-- Opening Marker --
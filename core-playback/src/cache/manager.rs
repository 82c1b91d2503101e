//! # Resource Cache
//!
//! Turns a catalogue entry into play-ready payload bytes.
//!
//! Lookup order on `resolve`:
//! 1. the in-memory handle table (no I/O),
//! 2. the persistent byte store,
//! 3. the network, through a [`PayloadFetcher`].
//!
//! Fetched bytes are written to the byte store only after the fetch
//! succeeded. Persisted entries are tracked in an LRU index whose total
//! never exceeds the configured budget; least recently used entries are
//! evicted until an incoming entry fits. Every persistence failure is logged
//! and swallowed: the caller still gets its handle.

use bridge_traits::{Clock, KeyValueStore};
use bytes::Bytes;
use core_async::sync::Mutex as AsyncMutex;
use core_async::time::{sleep, timeout};
use core_library::{CatalogueEntry, TrackId};
use core_runtime::events::{CacheEvent, CoreEvent, EventBus};
use core_runtime::logging::redact_locator;
use lru::LruCache;
use parking_lot::Mutex;
use serde::{Deserialize, Serialize};
use sha2::{Digest, Sha256};
use std::sync::atomic::{AtomicU64, Ordering};
use std::sync::Arc;
use tracing::{debug, info, instrument, trace, warn};

use crate::cache::config::CacheConfig;
use crate::cache::fetch::PayloadFetcher;
use crate::cache::handle::{HandleTable, ResolvedHandle};
use crate::cache::stats::CacheStats;
use crate::error::{FetchError, PlaybackError, Result};

/// Metadata persisted next to every payload.
#[derive(Debug, Clone, PartialEq, Eq, Serialize, Deserialize)]
struct EntryMeta {
    size_bytes: u64,
    last_access_ms: i64,
    content_hash: String,
}

#[derive(Debug, Clone)]
struct IndexEntry {
    size_bytes: u64,
    content_hash: String,
}

/// LRU view of the persistent byte store, built lazily.
struct PersistentIndex {
    loaded: bool,
    entries: LruCache<TrackId, IndexEntry>,
    total_bytes: u64,
}

impl PersistentIndex {
    fn new() -> Self {
        Self {
            loaded: false,
            entries: LruCache::unbounded(),
            total_bytes: 0,
        }
    }

    fn insert(&mut self, track: TrackId, entry: IndexEntry) {
        let size = entry.size_bytes;
        if let Some(previous) = self.entries.put(track, entry) {
            self.total_bytes = self.total_bytes.saturating_sub(previous.size_bytes);
        }
        self.total_bytes += size;
    }

    fn remove(&mut self, track: &TrackId) -> Option<IndexEntry> {
        let entry = self.entries.pop(track)?;
        self.total_bytes = self.total_bytes.saturating_sub(entry.size_bytes);
        Some(entry)
    }

    fn pop_oldest(&mut self) -> Option<(TrackId, IndexEntry)> {
        let (track, entry) = self.entries.pop_lru()?;
        self.total_bytes = self.total_bytes.saturating_sub(entry.size_bytes);
        Some((track, entry))
    }
}
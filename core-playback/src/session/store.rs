//! Application state store fed by the session controller.

use core_async::sync::watch;

use crate::error::{PlaybackError, Result};
use crate::session::state::PlayerSnapshot;

/// Read side of the player state. Cheap to clone; every clone sees the same
/// latest snapshot.
#[derive(Debug, Clone)]
pub struct PlayerStore {
    rx: watch::Receiver<PlayerSnapshot>,
}

impl PlayerStore {
    pub(crate) fn new(rx: watch::Receiver<PlayerSnapshot>) -> Self {
        Self { rx }
    }

    /// Latest published snapshot.
    pub fn snapshot(&self) -> PlayerSnapshot {
        self.rx.borrow().clone()
    }

    /// Raw watch receiver, for hosts that drive their own select loops.
    pub fn subscribe(&self) -> watch::Receiver<PlayerSnapshot> {
        self.rx.clone()
    }

    /// Wait for the next published snapshot.
    ///
    /// # Errors
    ///
    /// Returns [`PlaybackError::ControllerClosed`] once the controller has
    /// stopped.
    pub async fn changed(&mut self) -> Result<PlayerSnapshot> {
        self.rx
            .changed()
            .await
            .map_err(|_| PlaybackError::ControllerClosed)?;
        Ok(self.rx.borrow_and_update().clone())
    }

    /// Wait until a snapshot satisfies `predicate`, checking the current one
    /// first.
    pub async fn wait_for<F>(&mut self, mut predicate: F) -> Result<PlayerSnapshot>
    where
        F: FnMut(&PlayerSnapshot) -> bool,
    {
        loop {
            {
                let current = self.rx.borrow_and_update();
                if predicate(&*current) {
                    return Ok(current.clone());
                }
            }
            self.rx
                .changed()
                .await
                .map_err(|_| PlaybackError::ControllerClosed)?;
        }
    }
}

#[cfg(test)]
mod tests {
    use super::*;
    use crate::session::state::SessionPhase;

    #[tokio::test]
    async fn test_wait_for_sees_later_update() {
        let (tx, rx) = watch::channel(PlayerSnapshot::default());
        let mut store = PlayerStore::new(rx);

        tokio::spawn(async move {
            tx.send_modify(|s| s.phase = SessionPhase::Loading);
            tx.send_modify(|s| {
                s.phase = SessionPhase::Playing;
                s.is_playing = true;
            });
        });

        let snapshot = store.wait_for(|s| s.is_playing).await.unwrap();
        assert_eq!(snapshot.phase, SessionPhase::Playing);
        assert!(store.snapshot().is_playing);
    }

    #[tokio::test]
    async fn test_closed_controller_is_reported() {
        let (tx, rx) = watch::channel(PlayerSnapshot::default());
        let mut store = PlayerStore::new(rx);
        drop(tx);

        assert!(matches!(
            store.changed().await,
            Err(PlaybackError::ControllerClosed)
        ));
        assert!(matches!(
            store.wait_for(|s| s.is_playing).await,
            Err(PlaybackError::ControllerClosed)
        ));
    }
}
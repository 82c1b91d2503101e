//! Catalogue models
//!
//! A track is referenced by an opaque, stable identifier. In most
//! collections the identifier is simply the track's source locator (a URL or
//! a path), which is why [`CatalogueEntry::from_locator`] exists.

use serde::{Deserialize, Serialize};
use std::fmt;

use crate::error::{LibraryError, Result};

// =============================================================================
// ID Types
// =============================================================================

/// Stable identifier of a track. Used as the payload cache key, the position
/// record key and the navigation ordering key.
#[derive(Debug, Clone, PartialEq, Eq, Hash, PartialOrd, Ord, Serialize, Deserialize)]
#[serde(transparent)]
pub struct TrackId(String);

impl TrackId {
    pub fn new(id: impl Into<String>) -> Self {
        Self(id.into())
    }

    pub fn as_str(&self) -> &str {
        &self.0
    }

    pub fn into_inner(self) -> String {
        self.0
    }
}

impl fmt::Display for TrackId {
    fn fmt(&self, f: &mut fmt::Formatter<'_>) -> fmt::Result {
        f.write_str(&self.0)
    }
}

impl From<&str> for TrackId {
    fn from(value: &str) -> Self {
        Self::new(value)
    }
}

impl From<String> for TrackId {
    fn from(value: String) -> Self {
        Self(value)
    }
}

impl AsRef<str> for TrackId {
    fn as_ref(&self) -> &str {
        &self.0
    }
}

// =============================================================================
// Catalogue Entry
// =============================================================================

/// One track in the ordered catalogue.
#[derive(Debug, Clone, PartialEq, Eq, Serialize, Deserialize)]
pub struct CatalogueEntry {
    pub id: TrackId,
    /// Where the payload bytes come from.
    pub locator: String,
    #[serde(default, skip_serializing_if = "Option::is_none")]
    pub title: Option<String>,
}

impl CatalogueEntry {
    pub fn new(id: impl Into<TrackId>, locator: impl Into<String>) -> Self {
        Self {
            id: id.into(),
            locator: locator.into(),
            title: None,
        }
    }

    /// Entry whose identifier is its locator.
    pub fn from_locator(locator: impl Into<String>) -> Self {
        let locator = locator.into();
        Self {
            id: TrackId::new(locator.clone()),
            locator,
            title: None,
        }
    }

    pub fn with_title(mut self, title: impl Into<String>) -> Self {
        self.title = Some(title.into());
        self
    }

    pub fn validate(&self) -> Result<()> {
        if self.id.as_str().trim().is_empty() {
            return Err(LibraryError::InvalidInput {
                field: "id".to_string(),
                message: "Track id cannot be empty".to_string(),
            });
        }
        if self.locator.trim().is_empty() {
            return Err(LibraryError::InvalidInput {
                field: "locator".to_string(),
                message: format!("Track {} has no locator", self.id),
            });
        }
        Ok(())
    }
}

#[cfg(test)]
mod tests {
    use super::*;

    #[test]
    fn test_from_locator_uses_locator_as_id() {
        let entry = CatalogueEntry::from_locator("https://cdn.example.com/a.mp3");
        assert_eq!(entry.id.as_str(), "https://cdn.example.com/a.mp3");
        assert_eq!(entry.locator, "https://cdn.example.com/a.mp3");
    }

    #[test]
    fn test_validate_rejects_blank_fields() {
        assert!(CatalogueEntry::new("", "a.mp3").validate().is_err());
        assert!(CatalogueEntry::new("a", " ").validate().is_err());
        assert!(CatalogueEntry::new("a", "a.mp3").validate().is_ok());
    }

    #[test]
    fn test_track_id_serializes_as_plain_string() {
        let json = serde_json::to_string(&TrackId::new("a.mp3")).unwrap();
        assert_eq!(json, "\"a.mp3\"");
    }
}
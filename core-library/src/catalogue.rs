//! Catalogue provider contract and an in-memory implementation.

use async_trait::async_trait;
use parking_lot::RwLock;
use std::collections::HashSet;
use tracing::debug;

use crate::error::{LibraryError, Result};
use crate::models::{CatalogueEntry, TrackId};

/// Source of the ordered track list.
///
/// The player asks for a fresh list on every navigation decision, so
/// implementations should reflect reorders and removals immediately.
#[async_trait]
pub trait CatalogueProvider: Send + Sync {
    /// Current tracks in display order. Identifiers are unique within one
    /// returned list.
    async fn load_ordered_tracks(&self) -> Result<Vec<CatalogueEntry>>;

    /// Find the entry for `id` in the current list.
    async fn find(&self, id: &TrackId) -> Result<Option<CatalogueEntry>> {
        Ok(self
            .load_ordered_tracks()
            .await?
            .into_iter()
            .find(|entry| &entry.id == id))
    }
}

/// Catalogue held in memory behind a lock.
#[derive(Debug, Default)]
pub struct InMemoryCatalogue {
    entries: RwLock<Vec<CatalogueEntry>>,
}

impl InMemoryCatalogue {
    pub fn new() -> Self {
        Self::default()
    }

    /// Build a catalogue from entries, rejecting duplicates and blanks.
    pub fn with_entries(entries: Vec<CatalogueEntry>) -> Result<Self> {
        let catalogue = Self::new();
        catalogue.replace(entries)?;
        Ok(catalogue)
    }

    /// Build a catalogue whose ids are the given locators.
    pub fn from_locators<I, S>(locators: I) -> Result<Self>
    where
        I: IntoIterator<Item = S>,
        S: Into<String>,
    {
        Self::with_entries(
            locators
                .into_iter()
                .map(CatalogueEntry::from_locator)
                .collect(),
        )
    }

    /// Swap in a new ordering.
    pub fn replace(&self, entries: Vec<CatalogueEntry>) -> Result<()> {
        let mut seen = HashSet::with_capacity(entries.len());
        for entry in &entries {
            entry.validate()?;
            if !seen.insert(entry.id.clone()) {
                return Err(LibraryError::InvalidInput {
                    field: "id".to_string(),
                    message: format!("Duplicate track id {}", entry.id),
                });
            }
        }

        debug!(count = entries.len(), "Catalogue replaced");
        *self.entries.write() = entries;
        Ok(())
    }

    pub fn push(&self, entry: CatalogueEntry) -> Result<()> {
        entry.validate()?;
        let mut entries = self.entries.write();
        if entries.iter().any(|existing| existing.id == entry.id) {
            return Err(LibraryError::InvalidInput {
                field: "id".to_string(),
                message: format!("Duplicate track id {}", entry.id),
            });
        }
        entries.push(entry);
        Ok(())
    }

    /// Remove a track. Returns the removed entry.
    pub fn remove(&self, id: &TrackId) -> Result<CatalogueEntry> {
        let mut entries = self.entries.write();
        let index = entries
            .iter()
            .position(|entry| &entry.id == id)
            .ok_or_else(|| LibraryError::NotFound {
                entity_type: "Track".to_string(),
                id: id.to_string(),
            })?;
        Ok(entries.remove(index))
    }

    pub fn len(&self) -> usize {
        self.entries.read().len()
    }

    pub fn is_empty(&self) -> bool {
        self.entries.read().is_empty()
    }
}

#[async_trait]
impl CatalogueProvider for InMemoryCatalogue {
    async fn load_ordered_tracks(&self) -> Result<Vec<CatalogueEntry>> {
        Ok(self.entries.read().clone())
    }

    async fn find(&self, id: &TrackId) -> Result<Option<CatalogueEntry>> {
        Ok(self.entries.read().iter().find(|entry| &entry.id == id).cloned())
    }
}

#[cfg(test)]
mod tests {
    use super::*;

    #[tokio::test]
    async fn test_load_preserves_order() {
        let catalogue = InMemoryCatalogue::from_locators(["c.mp3", "a.mp3", "b.mp3"]).unwrap();

        let ids: Vec<String> = catalogue
            .load_ordered_tracks()
            .await
            .unwrap()
            .into_iter()
            .map(|entry| entry.id.into_inner())
            .collect();

        assert_eq!(ids, vec!["c.mp3", "a.mp3", "b.mp3"]);
    }

    #[test]
    fn test_duplicate_ids_rejected() {
        let result = InMemoryCatalogue::from_locators(["a.mp3", "a.mp3"]);
        assert!(matches!(result, Err(LibraryError::InvalidInput { .. })));

        let catalogue = InMemoryCatalogue::from_locators(["a.mp3"]).unwrap();
        assert!(catalogue
            .push(CatalogueEntry::from_locator("a.mp3"))
            .is_err());
        assert_eq!(catalogue.len(), 1);
    }

    #[tokio::test]
    async fn test_find_and_remove() {
        let catalogue = InMemoryCatalogue::with_entries(vec![
            CatalogueEntry::new("one", "https://cdn.example.com/1.mp3").with_title("One"),
            CatalogueEntry::new("two", "https://cdn.example.com/2.mp3"),
        ])
        .unwrap();

        let found = catalogue.find(&TrackId::new("two")).await.unwrap();
        assert_eq!(
            found.map(|entry| entry.locator),
            Some("https://cdn.example.com/2.mp3".to_string())
        );

        let removed = catalogue.remove(&TrackId::new("one")).unwrap();
        assert_eq!(removed.title.as_deref(), Some("One"));
        assert!(catalogue.find(&TrackId::new("one")).await.unwrap().is_none());
        assert!(matches!(
            catalogue.remove(&TrackId::new("one")),
            Err(LibraryError::NotFound { .. })
        ));
    }
}
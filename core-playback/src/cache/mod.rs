//! # Media Resource Cache
//!
//! Fetches, persists and hands out track payloads.
//!
//! ## Architecture
//!
//! ```text
//! ┌────────────────────────────────────────┐
//! │     ResourceCache                      │
//! │  - resolve() / release()               │
//! │  - purge() / remove()                  │
//! │  - current_size() / stats()            │
//! └────────┬───────────────────────────────┘
//!          │
//!          ├──> HandleTable (in-memory, usage counted)
//!          ├──> KeyValueStore (persisted payloads + metadata, LRU)
//!          └──> PayloadFetcher (network, with timeout and retry)
//! ```
//!
//! ## Usage
//!
//! ```rust,ignore
//! use core_playback::cache::{CacheConfig, HttpPayloadFetcher, ResourceCache};
//!
//! let cache = ResourceCache::new(
//!     CacheConfig::default().with_budget(256 * 1024 * 1024),
//!     payload_store,
//!     Arc::new(HttpPayloadFetcher::new(http_client)),
//!     clock,
//! )?;
//!
//! let handle = cache.resolve(&entry).await?;
//! // ... hand handle.payload() to the engine ...
//! cache.release(handle);
//! ```

pub mod config;
pub mod fetch;
pub mod handle;
pub mod manager;
pub mod stats;

pub use config::CacheConfig;
pub use fetch::{HttpPayloadFetcher, PayloadFetcher};
pub use handle::ResolvedHandle;
pub use manager::ResourceCache;
pub use stats::CacheStats;
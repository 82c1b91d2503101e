//! # Desktop Bridge Implementations
//!
//! Default implementations of bridge traits for desktop platforms
//! (macOS, Windows, Linux).
//!
//! ## Overview
//!
//! - `HttpClient` using `reqwest`
//! - `KeyValueStore` backed by one file per key under an app directory
//!   (`FileKeyValueStore`), or by memory (`MemoryKeyValueStore`)
//!
//! Audio engines are not provided here; hosts plug in whatever output
//! backend they ship with through `bridge_traits::EngineFactory`.
//!
//! ## Usage
//!
//! ```ignore
//! use bridge_desktop::{FileKeyValueStore, ReqwestHttpClient};
//!
//! #[tokio::main]
//! async fn main() -> bridge_traits::error::Result<()> {
//!     let http_client = ReqwestHttpClient::new()?;
//!     let payloads = FileKeyValueStore::in_cache_dir("payloads");
//!     let positions = FileKeyValueStore::in_data_dir("positions");
//!     // Hand these to core_runtime::config::CoreConfig::builder()
//!     Ok(())
//! }
//! ```

mod http;
mod kv_store;
mod memory;

pub use http::ReqwestHttpClient;
pub use kv_store::FileKeyValueStore;
pub use memory::MemoryKeyValueStore;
-- Closing Marker --
Among the entries above, how many lines hold the string "state"? Give the number by itself.

» TASK ANSWER:
4